I'm currently building two fence pieces on wheels for a production of Miss Saigon. I was wondering if ya'll could give me any suggestions as to what material I could use to create the look of spiraled barbed wire on top of the fences. Attached is a picture of what I'm looking for.

Thanks


----------



## JohnD (Oct 30, 2013)

That is actually razor wire you show, did you know you could rent fakes of it?
http://www.actionprops.com/page/page/1834799.htm
In the film industry, the old trick was to make the barbed wire with two strands of aluminum wire twisted together with rubber "barbs" spaced evenly and held in place with glue.
If regular barbed wire will do, here are a couple of how too articles I found:
http://www.instructables.com/id/How-to-make-cheap-fake-barb-wire/
http://www.stolloween.com/?page_id=4108


----------



## kicknargel (Oct 30, 2013)

Quicker and dirtier is to buy aluminum picture hanging wire (big box store). It's already coiled in about the right diameter. You could add "barbs" with twist-ties, or not bother.


----------



## JohnD (Oct 30, 2013)

Several Ebay sellers have the real thing for sale, I don't know, if it would be properly secured and up high enough to be out of reach it might be safe enough to use. 
http://www.ebay.com/itm/RAZOR-HELIC...d=100005&prg=8344&rk=2&rkt=2&sd=200876925315&
I do like @kicknargel idea, I'm thinking that a coil of wire by itself gives you 90% of the look with not a lot of work. In addition to the picture hanging wire, if you have farm supply stores near by, take a look at electric fence wire, as I recall it is also coiled in about the right diameter. You could also add some aluminum fins cut from disposable pie tins or disposable steam table pans or even cleaned up soda cans. That is if you have lots of helpers to cut them.


----------



## Robert (Oct 31, 2013)

I did a scene once that needed concertina wire and just used a spool of chain link fence tension wire. About 3/16" in diameter and comes in huge lengths for cheap. Had no barbs, but had the coil effect I was looking for and the visual clue was pretty strong.


----------



## lwinters630 (Oct 31, 2013)

For razor barb use aluminum tape for sealing heating ducts.


----------



## jwolfkill (Oct 31, 2013)

Robert said:


> I did a scene once that needed concertina wire and just used a spool of chain link fence tension wire. About 3/16" in diameter and comes in huge lengths for cheap. Had no barbs, but had the coil effect I was looking for and the visual clue was pretty strong.
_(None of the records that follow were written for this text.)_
//! Error types for the orchestration engine

use thiserror::Error;

/// Errors raised while executing a run
#[derive(Error, Debug, Clone, PartialEq, Eq)]
pub enum EngineError {
    /// Graph definition failed validation
    #[error("Validation failed: {0}")]
    Validation(#[from] ValidationError),

    /// A collaborator process could not be started at all.
    ///
    /// Always fatal to the enclosing leaf, unlike an ordinary nonzero exit.
    #[error("Could not launch '{command}': {reason}")]
    Launch {
        /// The command that failed to spawn.
        command: String,
        /// Underlying OS error.
        reason: String,
    },

    /// Lookup of an absent environment context key without a default
    #[error("Missing environment key '{key}'")]
    MissingKey {
        /// The absent key.
        key: String,
    },

    /// Write to an immutable, already populated environment key
    #[error("Environment key '{key}' is read-only")]
    ReadOnlyKey {
        /// The key that was written twice.
        key: String,
    },

    /// Source checkout failed
    #[error("Checkout failed: {0}")]
    Checkout(String),

    /// IO error occurred
    #[error("IO error: {0}")]
    Io(String),
}

impl From<std::io::Error> for EngineError {
    fn from(err: std::io::Error) -> Self {
        Self::Io(err.to_string())
    }
}

/// Validation errors for graph definitions.
///
/// These are configuration errors in the stage-graph definition and are
/// fatal at graph-validation time, before any step runs.
#[derive(Error, Debug, Clone, PartialEq, Eq)]
pub enum ValidationError {
    /// Name cannot be empty
    #[error("Node name cannot be empty")]
    EmptyName,

    /// Node names form dotted report paths, so dots are reserved
    #[error("Node name '{name}' contains invalid characters")]
    InvalidNameChars {
        /// The invalid name.
        name: String,
    },

    /// Two siblings share a name, making their report paths ambiguous
    #[error("Duplicate sibling name '{name}' under '{parent}'")]
    DuplicateName {
        /// The duplicated name.
        name: String,
        /// Path of the parent node.
        parent: String,
    },

    /// A leaf must have at least one step
    #[error("Leaf '{node}' must have at least one step")]
    EmptyLeaf {
        /// Name of the empty leaf.
        node: String,
    },

    /// A group must have at least one child
    #[error("Group '{node}' must have at least one child")]
    EmptyGroup {
        /// Name of the empty group.
        node: String,
    },

    /// Steps on a group node, or children on a leaf
    #[error("Node '{node}' mixes steps and children")]
    MixedNode {
        /// Name of the malformed node.
        node: String,
    },

    /// A step command failed shell tokenization
    #[error("Unparseable command in '{node}': {command}")]
    BadCommand {
        /// Node holding the step.
        node: String,
        /// The offending command string.
        command: String,
    },

    /// Invalid timeout or gate deadline
    #[error("Invalid duration in '{node}': must be positive")]
    InvalidDuration {
        /// Node with the zero duration.
        node: String,
    },

    /// A checkout step targets a slot the context has not declared writable
    #[error("Checkout in '{node}' targets undeclared slot '{slot}'")]
    UndeclaredSlot {
        /// Node holding the checkout step.
        node: String,
        /// The undeclared slot name.
        slot: String,
    },
}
I'd say go with any wire that will hold the coil shape you need. Actual razor wire doesn't have barbs, and the barbs on barbed wire are pretty small and hard to see from any distance anyway. The movies have conditioned us to pursue a level of detail that often isn't necessary in live theatre. If you suggest the idea of a scenic element well enough, a theatre audience willingly uses its imagination to flesh out the idea. In this case, when audience members see coiled wire atop a fence, they will understand it to be razor wire or barbed wire; the fact that it is merely plain wire with no sharp edges or barbs won't destroy that perception.


----------